Simon Critchley: “Es la historia y no la filosofía la mejor aliada de la política”

Por Pablo Maurette
Simon Critchley (1960) es una de las voces más interesantes de la filosofía contemporánea. Prolífico como escritor y ecléctico en sus intereses, el filósofo inglés ha publicado libros sobre Derrida, Levinas, Heidegger, el nihilismo, el sentido del humor, la muerte, Hamlet, David Bowie y más. En obras como La demanda infinita, El libro de los filósofos muertos, La fe de los sin fe y Muy poco, casi nada, Critchley combina teoría literaria, filosofía política, crítica cultural e historia, de manera a la vez erudita y accesible. Profesor durante años en la Universidad de Essex, desde 2004 Critchley enseña en la New School de Nueva York. De visita en Chicago, Critchley recibió a adncultura.

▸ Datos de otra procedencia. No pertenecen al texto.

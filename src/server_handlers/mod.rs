pub mod anuncios;
pub mod auditoria;
pub mod auth;
pub mod calificaciones;
pub mod catalogos;
pub mod docentes;
pub mod docs;
pub mod estudiantes;
pub mod materias;
pub mod reportes;
pub mod usuarios;

use crate::auth::AuthUser;
use crate::db::auditoria::Autor;
use crate::db::catalogos::{self as db_catalogos, TipoCatalogo};
use crate::db::docentes as db_docentes;
use crate::error::{ApiResult, Issues};
use rusqlite::Connection;

pub(crate) fn autor(user: &AuthUser) -> Autor<'_> {
    Autor { usuario_id: Some(user.id), username: &user.username }
}

/// Comprueba que los ids referenciados existan; cada id inexistente es un problema de validación.
pub(crate) struct Referencias<'c> {
    conn: &'c Connection,
    issues: Issues,
}

impl<'c> Referencias<'c> {
    pub fn new(conn: &'c Connection) -> Self {
        Referencias { conn, issues: Issues::new() }
    }

    pub fn catalogo(mut self, path: &str, tipo: TipoCatalogo, id: Option<i64>) -> ApiResult<Self> {
        if let Some(id) = id {
            if db_catalogos::obtener(self.conn, tipo, id)?.is_none() {
                self.issues.push(path, format!("{} {} does not exist", tipo.entidad().to_lowercase(), id));
            }
        }
        Ok(self)
    }

    pub fn docente(mut self, path: &str, id: Option<i64>) -> ApiResult<Self> {
        if let Some(id) = id {
            if db_docentes::obtener(self.conn, id)?.is_none() {
                self.issues.push(path, format!("teacher {} does not exist", id));
            }
        }
        Ok(self)
    }

    pub fn finish(self) -> ApiResult<()> {
        self.issues.finish()
    }
}
use crate::error::{ApiError, ApiResult};
use crate::models::{ahora, Docente, EstadoDocente};
use rusqlite::{params, Connection, OptionalExtension, Row};

const COLUMNAS: &str = "id, nombres, apellidos, cedula, email, telefono, estado, created_at, updated_at";

fn map_row(row: &Row<'_>) -> rusqlite::Result<Docente> {
    Ok(Docente {
        id: row.get(0)?,
        nombres: row.get(1)?,
        apellidos: row.get(2)?,
        cedula: row.get(3)?,
        email: row.get(4)?,
        telefono: row.get(5)?,
        estado: row.get(6)?,
        created_at: row.get(7)?,
        updated_at: row.get(8)?,
    })
}

#[derive(Debug, Clone)]
pub struct DatosDocente {
    pub nombres: String,
    pub apellidos: String,
    pub cedula: String,
    pub email: Option<String>,
    pub telefono: Option<String>,
    pub estado: EstadoDocente,
}

pub fn listar(conn: &Connection) -> ApiResult<Vec<Docente>> {
    let sql = format!("SELECT {} FROM docentes ORDER BY apellidos, nombres", COLUMNAS);
    let mut stmt = conn.prepare(&sql)?;
    let rows = stmt.query_map([], map_row)?;
    let mut out = Vec::new();
    for r in rows {
        out.push(r?);
    }
    Ok(out)
}

pub fn obtener(conn: &Connection, id: i64) -> ApiResult<Option<Docente>> {
    let sql = format!("SELECT {} FROM docentes WHERE id = ?1", COLUMNAS);
    Ok(conn.query_row(&sql, params![id], map_row).optional()?)
}

pub fn requerir(conn: &Connection, id: i64) -> ApiResult<Docente> {
    obtener(conn, id)?.ok_or_else(|| ApiError::not_found("teacher", id))
}

pub fn crear(conn: &Connection, datos: &DatosDocente) -> ApiResult<Docente> {
    let ts = ahora();
    conn.execute(
        "INSERT INTO docentes (nombres, apellidos, cedula, email, telefono, estado, created_at, updated_at)
         VALUES (?1, ?2, ?3, ?4, ?5, ?6, ?7, ?7)",
        params![
            datos.nombres.trim(),
            datos.apellidos.trim(),
            datos.cedula.trim(),
            datos.email,
            datos.telefono,
            datos.estado,
            ts,
        ],
    )?;
    requerir(conn, conn.last_insert_rowid())
}

pub fn actualizar(conn: &Connection, id: i64, datos: &DatosDocente) -> ApiResult<Docente> {
    let n = conn.execute(
        "UPDATE docentes SET nombres = ?1, apellidos = ?2, cedula = ?3, email = ?4, telefono = ?5, estado = ?6, updated_at = ?7
         WHERE id = ?8",
        params![
            datos.nombres.trim(),
            datos.apellidos.trim(),
            datos.cedula.trim(),
            datos.email,
            datos.telefono,
            datos.estado,
            ahora(),
            id,
        ],
    )?;
    if n == 0 {
        return Err(ApiError::not_found("teacher", id));
    }
    requerir(conn, id)
}

/// Borrado físico. Materias y usuarios vinculados quedan sin docente (ON DELETE SET NULL).
pub fn eliminar(conn: &Connection, id: i64) -> ApiResult<Docente> {
    let docente = requerir(conn, id)?;
    conn.execute("DELETE FROM docentes WHERE id = ?1", params![id])?;
    Ok(docente)
}

pub fn contar(conn: &Connection) -> ApiResult<i64> {
    Ok(conn.query_row("SELECT COUNT(*) FROM docentes", [], |r| r.get(0))?)
}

-El tema de la mediación entre la ética y la política es uno de los que usted más ha trabajado a lo largo de su carrera. ¿Se considera optimista en cuanto a la posibilidad de dicha mediación?
-Creo que filosóficamente y hasta teológicamente [risas] soy más bien un pesimista. Estamos en un momento bastante complicado. La desigualdad aumenta día a día, los recursos disminuyen y las naciones actúan como si se encontraran en una especie de estado de naturaleza hobbesiano; de modo que no soy optimista acerca de la situación política internacional. Pero sí creo que los seres humanos, actuando en conjunto, pueden aún producir momentos de resistencia relevantes. Por eso me parece que hay que, como dijo alguien una vez, mantener la mente en el infierno pero no desesperar, es decir, ser realista y escéptico acerca de la política -un realismo fundado no en la filosofía sino en la historia- pero también ser consciente de que pueden suceder acontecimientos extraordinarios, pues han sucedido en el pasado. Y en ese sentido soy un optimista.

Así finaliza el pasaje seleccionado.